17 Nisan 2021 Cumartesi

#AşıkDaimi


Aşık Daimi  : Bir Seher Vaktinde İndim Bağlara 

Âşık Daimi

(D. 1932 - Ö. 17 Nisan 1983) Asıl adı İsmail Aydın’dır. Önceleri Erzincan iline bağlı Tercan, daha sonra Çayırlı ilçesine bağlı Karahüseyin köyünde yetişmiştir. Sivas yöresinde Âşık Daimi'nin ailesine Alibabaoğulları denmektedir. Daimi daha dört beş yaşlarındayken ailesi, önce Tercan'a, sonra, Sivas'ın Kangal İlçesine, II. Dünya savaşı sıralarında da tekrar Tercan'a göç etmiştir. Asıl adı İsmail Aydın olan ozanımızın babası Musa Dede, annesi Selvi Ana’dır. Babasıyla annesi aynı zamanda amca çocuklarıdır.  Aşık Daimi daha sonra ustası olacak olan Davut Sulari ile aynı ilçeden Tercan’ın Çayırlı ilçesindendir. Aşık Daimi’de Davut Sulari gibi Dede ocağından gelen bir ailenin çocuğudur. Davut Sulari ile tanışık olmaları da işte bu sebeptendir.

*
Asıl adı İsmail Aydın olan Aşık Daimi, , üçü erkek olan yedi çocuklu bir ailenin evladıdır.
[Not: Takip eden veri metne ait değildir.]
//! telemon server binary.
//!
//! - HTTP: `/update/...`, `/updates/`, `/value/...`, `/ping`, `/`
//! - Optional RPC listener (`-g`)
//! - Memory store with periodic snapshot, or SQLite with `-d`

use std::process::ExitCode;

use clap::Parser;
use tokio_util::sync::CancellationToken;
use tracing_subscriber::{layer::SubscriberExt, util::SubscriberInitExt};

use telemon_server::{config, lifecycle};

#[tokio::main]
async fn main() -> ExitCode {
    tracing_subscriber::registry()
        .with(tracing_subscriber::EnvFilter::try_from_default_env().unwrap_or_else(|_| "info".into()))
        .with(tracing_subscriber::fmt::layer())
        .init();

    let cfg = match config::resolve(config::ServerArgs::parse()) {
        Ok(cfg) => cfg,
        Err(e) => {
            tracing::error!(error = %e, "config load failed");
            return ExitCode::FAILURE;
        }
    };

    let cancel = CancellationToken::new();
    tokio::spawn(shutdown_signal(cancel.clone()));

    match lifecycle::run(cfg, cancel).await {
        Ok(()) => ExitCode::SUCCESS,
        Err(e) => {
            tracing::error!(error = %e, "server failed");
            ExitCode::FAILURE
        }
    }
}

async fn shutdown_signal(cancel: CancellationToken) {
    let ctrl_c = async {
        if let Err(e) = tokio::signal::ctrl_c().await {
            tracing::error!(error = %e, "failed to install Ctrl+C handler");
            std::future::pending::<()>().await;
        }
    };

    #[cfg(unix)]
    let terminate = async {
        match tokio::signal::unix::signal(tokio::signal::unix::SignalKind::terminate()) {
            Ok(mut sig) => {
                sig.recv().await;
            }
            Err(e) => {
                tracing::error!(error = %e, "failed to install signal handler");
                std::future::pending::<()>().await;
            }
        }
    };

    #[cfg(not(unix))]
    let terminate = std::future::pending::<()>();

    tokio::select! {
        _ = ctrl_c => {},
        _ = terminate => {},
    }
    tracing::info!("signal received, starting graceful shutdown");
    cancel.cancel();
}
//! Request body extraction: content-type check, unseal, gunzip.

use async_trait::async_trait;
use axum::body::Bytes;
use axum::extract::{FromRequest, Request};
use axum::http::header::{CONTENT_ENCODING, CONTENT_TYPE};
use axum::response::Response;

use telemon_core::protocol::compress::{gunzip, lists_gzip};
use telemon_core::{MetricsError, Result};

use crate::app_state::AppState;
use crate::dispatch::respond::{error_response, Negotiation};

/// Plain JSON bytes of a request, after unsealing and decompression.
#[derive(Debug)]
pub struct MetricBody(pub Bytes);

fn is_json(content_type: Option<&str>) -> bool {
    content_type
        .and_then(|ct| ct.split(';').next())
        .map(|mime| mime.trim().eq_ignore_ascii_case("application/json"))
        .unwrap_or(false)
}

/// Undo the transport wrapping: seal first, then compression.
pub fn open_body(state: &AppState, raw: Bytes, gzipped: bool) -> Result<Bytes> {
    let raw = match state.unsealer() {
        Some(unsealer) => Bytes::from(unsealer.unseal(&raw)?),
        None => raw,
    };
    if gzipped {
        Ok(Bytes::from(gunzip(&raw)?))
    } else {
        Ok(raw)
    }
}

#[async_trait]
impl FromRequest<AppState> for MetricBody {
    type Rejection = Response;

    async fn from_request(req: Request, state: &AppState) -> std::result::Result<Self, Self::Rejection> {
        let neg = Negotiation::from_headers(req.headers());
        // Header borrows must end before the body is awaited.
        let (json, gzipped) = {
            let header = |name| req.headers().get(name).and_then(|v| v.to_str().ok());
            (
                is_json(header(CONTENT_TYPE)),
                header(CONTENT_ENCODING).map(lists_gzip).unwrap_or(false),
            )
        };

        if !json {
            let e = MetricsError::BadRequest("content type must be application/json".into());
            return Err(error_response(state, neg, &e));
        }

        let raw = Bytes::from_request(req, state).await.map_err(|e| {
            error_response(state, neg, &MetricsError::BadRequest(format!("unreadable body: {e}")))
        })?;

        open_body(state, raw, gzipped)
            .map(MetricBody)
            .map_err(|e| error_response(state, neg, &e))
    }
}
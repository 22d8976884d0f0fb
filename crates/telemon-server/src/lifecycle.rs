//! Startup and graceful shutdown of the whole server.

use std::net::SocketAddr;
use std::sync::Arc;
use std::time::Duration;

use tokio::net::TcpListener;
use tokio::task::JoinHandle;
use tokio_util::sync::CancellationToken;
use tracing::{error, info, warn};

use telemon_core::{MetricsError, Result};
use telemon_store::{dump, MemoryStore, MetricStore, PersistentStore};

use crate::app_state::AppState;
use crate::config::ServerConfig;
use crate::{router, rpc};

/// Build and initialise the configured backend.
///
/// The memory backend is restored from the snapshot when asked to; a missing
/// or corrupt snapshot is logged and the server starts empty.
pub async fn open_store(cfg: &ServerConfig) -> Result<Arc<dyn MetricStore>> {
    let store: Arc<dyn MetricStore> = match cfg.storage.dsn() {
        Some(dsn) => Arc::new(PersistentStore::new(dsn)),
        None => Arc::new(MemoryStore::new()),
    };
    store.init().await?;

    if cfg.storage.dsn().is_none() && cfg.storage.restore {
        let path = &cfg.storage.store_file;
        if let Err(e) = dump::restore(path, store.as_ref()).await {
            warn!(path = %path.display(), error = %e, "snapshot restore skipped");
        }
    }
    Ok(store)
}

async fn bind(addr: &str) -> Result<TcpListener> {
    let addr: SocketAddr = addr
        .parse()
        .map_err(|_| MetricsError::BadRequest(format!("invalid listen address: {addr}")))?;
    TcpListener::bind(addr)
        .await
        .map_err(|e| MetricsError::Internal(format!("bind {addr} failed: {e}")))
}

/// Run until `cancel` fires, then drain and flush.
pub async fn run(cfg: ServerConfig, cancel: CancellationToken) -> Result<()> {
    let store = open_store(&cfg).await?;
    let state = AppState::new(cfg.clone(), Arc::clone(&store))?;

    let http = bind(&cfg.server.listen).await?;
    let rpc_listener = match cfg.server.rpc_listen.as_deref().filter(|s| !s.is_empty()) {
        Some(addr) => Some(bind(addr).await?),
        None => None,
    };

    let mut tasks: Vec<JoinHandle<()>> = Vec::new();

    if cfg.storage.dsn().is_none() {
        tasks.push(tokio::spawn(dump::run(
            cfg.storage.store_file.clone(),
            Arc::clone(&store),
            Duration::from_millis(cfg.storage.store_interval_ms),
            cancel.clone(),
        )));
    }

    if let Some(listener) = rpc_listener {
        tasks.push(tokio::spawn(rpc::serve(listener, state.clone(), cancel.clone())));
    }

    info!(listen = %cfg.server.listen, "telemon-server starting");
    let shutdown = cancel.clone();
    let served = axum::serve(http, router::build_router(state))
        .with_graceful_shutdown(async move { shutdown.cancelled().await })
        .await;

    // HTTP may also stop on its own (I/O error); the rest must follow.
    cancel.cancel();
    for task in tasks {
        if let Err(e) = task.await {
            error!(error = %e, "background task panicked");
        }
    }
    if let Err(e) = store.close().await {
        error!(error = %e, "store close failed");
    }

    served.map_err(|e| MetricsError::Internal(format!("http server failed: {e}")))?;
    info!("telemon-server stopped");
    Ok(())
}
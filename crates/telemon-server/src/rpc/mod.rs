//! RPC surface: `UpdateMetric` over length-delimited TCP frames.

pub mod listener;
pub mod service;

pub use listener::serve;
pub use service::{RpcMethod, RpcRegistry, UpdateMetric};
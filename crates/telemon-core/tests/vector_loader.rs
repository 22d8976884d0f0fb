//! JSON test vector loader shared by frame/path/batch tests.

#![allow(clippy::unwrap_used)]
#![allow(clippy::expect_used)]
#![allow(clippy::panic)]
#![allow(dead_code)]

use std::fs;

use base64::Engine;
use serde::de::DeserializeOwned;
use serde::Deserialize;

#[derive(Debug, Deserialize)]
pub struct FrameVector {
    pub description: String,
    pub frame: FrameData,
    #[serde(default)]
    pub expect: Option<serde_json::Value>,
    #[serde(default)]
    pub expect_error: Option<ExpectError>,
}

#[derive(Debug, Deserialize)]
pub struct PathCase {
    pub description: String,
    pub kind: String,
    pub id: String,
    pub value: Option<String>,
    #[serde(default)]
    pub expect: Option<serde_json::Value>,
    #[serde(default)]
    pub expect_error: Option<ExpectError>,
}

#[derive(Debug, Deserialize)]
pub struct BatchCase {
    pub description: String,
    pub body: String,
    #[serde(default)]
    pub expect: Option<serde_json::Value>,
    #[serde(default)]
    pub expect_error: Option<ExpectError>,
}

#[derive(Debug, Deserialize)]
pub struct ExpectError {
    pub code: String,
}

#[derive(Debug, Deserialize)]
pub struct FrameData {
    pub encoding: String,
    pub data: String,
}

impl FrameData {
    pub fn decode(&self) -> Vec<u8> {
        match self.encoding.as_str() {
            "base64" => base64::engine::general_purpose::STANDARD
                .decode(&self.data)
                .expect("invalid base64 in test vector"),
            "hex" => hex::decode(&self.data).expect("invalid hex in test vector"),
            other => panic!("unsupported encoding: {other}"),
        }
    }
}

pub fn load<T: DeserializeOwned>(name: &str) -> T {
    let s = fs::read_to_string(format!("tests/vectors/{name}")).unwrap();
    serde_json::from_str(&s).unwrap()
}
//! Reporter against a real in-process server.

#![allow(clippy::unwrap_used)]
#![allow(clippy::expect_used)]

use std::net::SocketAddr;
use std::sync::Arc;
use std::time::Duration;

use rsa::pkcs1::{EncodeRsaPrivateKey, LineEnding};
use rsa::RsaPrivateKey;
use tokio::net::TcpListener;
use tokio_util::sync::CancellationToken;

use telemon_agent::reporter::{Reporter, RestTransport, RpcTransport, Transport};
use telemon_core::protocol::{Signer, Unsealer};
use telemon_core::{Metric, MetricKind};
use telemon_server::app_state::AppState;
use telemon_server::config::ServerConfig;
use telemon_server::{router, rpc};
use telemon_store::{MemoryStore, MetricStore};

const TIMEOUT: Duration = Duration::from_secs(5);

async fn spawn_http(cfg: ServerConfig) -> (SocketAddr, Arc<dyn MetricStore>) {
    let store: Arc<dyn MetricStore> = Arc::new(MemoryStore::new());
    let state = AppState::new(cfg, Arc::clone(&store)).unwrap();
    let listener = TcpListener::bind("127.0.0.1:0").await.unwrap();
    let addr = listener.local_addr().unwrap();
    tokio::spawn(async move {
        axum::serve(listener, router::build_router(state)).await.unwrap();
    });
    (addr, store)
}

async fn spawn_rpc(cfg: ServerConfig) -> (SocketAddr, Arc<dyn MetricStore>, CancellationToken) {
    let store: Arc<dyn MetricStore> = Arc::new(MemoryStore::new());
    let state = AppState::new(cfg, Arc::clone(&store)).unwrap();
    let listener = TcpListener::bind("127.0.0.1:0").await.unwrap();
    let addr = listener.local_addr().unwrap();
    let cancel = CancellationToken::new();
    tokio::spawn(rpc::serve(listener, state, cancel.clone()));
    (addr, store, cancel)
}

async fn unused_addr() -> SocketAddr {
    let listener = TcpListener::bind("127.0.0.1:0").await.unwrap();
    listener.local_addr().unwrap()
}

async fn agent_store() -> Arc<dyn MetricStore> {
    let store: Arc<dyn MetricStore> = Arc::new(MemoryStore::new());
    store
        .update_metrics(&[Metric::counter("PollCount", 3), Metric::gauge("RandomValue", 0.25)])
        .await
        .unwrap();
    store
}

async fn counter(store: &Arc<dyn MetricStore>, id: &str) -> i64 {
    store
        .get_metric(&Metric::query(id, MetricKind::Counter))
        .await
        .unwrap()
        .delta
        .unwrap()
}

fn reporter(store: &Arc<dyn MetricStore>, transport: Box<dyn Transport>) -> Reporter {
    Reporter::new(Arc::clone(store), transport, Duration::from_secs(10))
}

#[tokio::test]
async fn rest_success_resets_counters_only() {
    let (addr, server) = spawn_http(ServerConfig::default()).await;
    let local = agent_store().await;
    let transport = RestTransport::new(&addr.to_string(), TIMEOUT, None, None).unwrap();
    let reporter = reporter(&local, Box::new(transport));

    assert_eq!(reporter.report_once().await.unwrap(), 2);
    assert_eq!(counter(&server, "PollCount").await, 3);
    assert_eq!(counter(&local, "PollCount").await, 0);
    let gauge = local
        .get_metric(&Metric::query("RandomValue", MetricKind::Gauge))
        .await
        .unwrap();
    assert_eq!(gauge.value, Some(0.25));

    // Only the increment since the reset is sent.
    local.update_metric(&Metric::counter("PollCount", 2)).await.unwrap();
    reporter.report_once().await.unwrap();
    assert_eq!(counter(&server, "PollCount").await, 5);
}

#[tokio::test]
async fn rest_failure_leaves_state_untouched() {
    let addr = unused_addr().await;
    let local = agent_store().await;
    let transport = RestTransport::new(&addr.to_string(), TIMEOUT, None, None).unwrap();
    let reporter = reporter(&local, Box::new(transport));

    assert!(reporter.report_once().await.is_err());
    assert_eq!(counter(&local, "PollCount").await, 3);
}

#[tokio::test]
async fn rest_signed_and_sealed() {
    let key = RsaPrivateKey::new(&mut rand::thread_rng(), 1024).unwrap();
    let dir = tempfile::tempdir().unwrap();
    let pem = dir.path().join("private.pem");
    std::fs::write(&pem, key.to_pkcs1_pem(LineEnding::LF).unwrap().as_bytes()).unwrap();

    let mut cfg = ServerConfig::default();
    cfg.server.key = Some("secret".into());
    cfg.server.crypto_key = Some(pem);
    let (addr, server) = spawn_http(cfg).await;

    let sealer = Unsealer::new(key).sealer();
    let local = agent_store().await;
    let transport = RestTransport::new(&addr.to_string(), TIMEOUT, Signer::new("secret"), Some(sealer.clone())).unwrap();
    assert_eq!(reporter(&local, Box::new(transport)).report_once().await.unwrap(), 2);
    assert_eq!(counter(&server, "PollCount").await, 3);

    // Wrong key: rejected, nothing reset.
    local.update_metric(&Metric::counter("PollCount", 4)).await.unwrap();
    let transport = RestTransport::new(&addr.to_string(), TIMEOUT, Signer::new("wrong"), Some(sealer)).unwrap();
    assert!(reporter(&local, Box::new(transport)).report_once().await.is_err());
    assert_eq!(counter(&local, "PollCount").await, 4);
    assert_eq!(counter(&server, "PollCount").await, 3);
}

#[tokio::test]
async fn rpc_success_resets_counters() {
    let mut cfg = ServerConfig::default();
    cfg.server.key = Some("secret".into());
    let (addr, server, cancel) = spawn_rpc(cfg).await;

    let local = agent_store().await;
    let transport = RpcTransport::new(addr.to_string(), TIMEOUT, Signer::new("secret"));
    let reporter = reporter(&local, Box::new(transport));

    assert_eq!(reporter.report_once().await.unwrap(), 2);
    assert_eq!(counter(&server, "PollCount").await, 3);
    assert_eq!(counter(&local, "PollCount").await, 0);

    // Connection is reused across ticks.
    local.update_metric(&Metric::counter("PollCount", 1)).await.unwrap();
    reporter.report_once().await.unwrap();
    assert_eq!(counter(&server, "PollCount").await, 4);
    cancel.cancel();
}

#[tokio::test]
async fn rpc_rejection_keeps_counters() {
    let mut cfg = ServerConfig::default();
    cfg.server.trusted_subnet = Some("10.0.0.0/8".into());
    let (addr, server, cancel) = spawn_rpc(cfg).await;

    let local = agent_store().await;
    let transport = RpcTransport::new(addr.to_string(), TIMEOUT, None);
    assert!(reporter(&local, Box::new(transport)).report_once().await.is_err());
    assert_eq!(counter(&local, "PollCount").await, 3);
    assert!(server.get_metrics().await.unwrap().is_empty());
    cancel.cancel();
}

#[tokio::test]
async fn rpc_unreachable_is_an_error() {
    let addr = unused_addr().await;
    let local = agent_store().await;
    let transport = RpcTransport::new(addr.to_string(), TIMEOUT, None);
    assert!(reporter(&local, Box::new(transport)).report_once().await.is_err());
    assert_eq!(counter(&local, "PollCount").await, 3);
}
Annesi Selvi ile Babası Musa amca çocuklarıdır. 1932 yılında İstanbul'da doğdu aslen Erzincan'ın Tercan ilçesindendir. Ali Baba oğullarından Baba Daimi 1. dünya savaşı sıralarında İstanbul'a göç etmiştir. Asıl adı İsmail Aydın’dır. Her iki dedesinin de saz şairi olmasının etkisiyle küçük yaşta bağlama çalmayı ve âşıklık geleneğini öğrenmiştir. İlk derslerini dedesi olan Aşık Dursun Dede'den alır. Anılarından öğrendiğimize göre Âşık Daimi'yi dedesinden önce etkileyen iki halk ozanı olmuştur. Bunlardan birisi Potik Dede, diğeri, ise Eyüp Dede'dir.
*
Ailesi ocak olan ve Alevi dedelerinin geldi bir soydan yetişen Âşık Daimi’nin ilk hocaları Potik ve Eyüp Dedeler olmasına rağmen. Dede sülalesinden gelen Daimi’nin saz çalması ve şiirler söylemeye erken yaşta başlaması esasında geleneklerden gelen kutsi bi,r görevdir. Bu yüzden de bunları erken yaşta öğrenmiş, hatta geleneklerden gelen bir mecburiyet içinde öğretilmiştir.
*
Geleneklerden aldığı bu eğitimle beraber, Kendisi gibi Ocaktan gelen hatta Dede olmak vazifesini de taşıyan Davut Sulari onun asıl ustasıdır. Âşık Daimi, Davut Sulari’nin yanına çırak olarak verilmiş kaynakların ifadesine göre de yaklaşık iki buçuk sene ona çıraklık ederek âşıklık konusunda gerekli dersleri almıştır.
*
Aşık Daimi pir elinden bade içiriğini söyleyen Badeli aşıklarımızdan birisidir. O da ustası Davut Sulari gibi rüyasında bade içerek mest-i elestlere karışan bir halk ozanıdır.
*
Âşık Daimi'nin asıl ustası Âşık Davut Sulari ’dir. Yaklaşık 10 yaşında Davut Sulari’ nin yanında çıraklığa başlayan Daimi, 2.5 yıl kadar birlikte dolaşarak geleneğe, şiire ve türküye ilişkin bilgisini pekiştirmiştir. Daimi ile birlikte yöre yöre dolaşan aşığımız bu bakımdan Gezgin Halk Ozanları geleneğimizi sürdüren ozanlardan biri olmuştur. bu gezintileri esnasında çağdaşı olan çok sayıda ozanla tanışmak, tanışmak ve onlardan feyz almak olanağını bulmuş olmalıdır. Bununla birlikte Âşık Daimi'nin Aşık Veysel , Davut Sulari, Ali İzzet Özkan , Aşık Dursun Ceylani ile tanıştığını biliyoruz. Âşık Beyani, Mahzuni Şerif , Ekberi ondan yaşça küçük olduğu halde Âşık Daimi'nin beğendiği halk ozanlarıdır.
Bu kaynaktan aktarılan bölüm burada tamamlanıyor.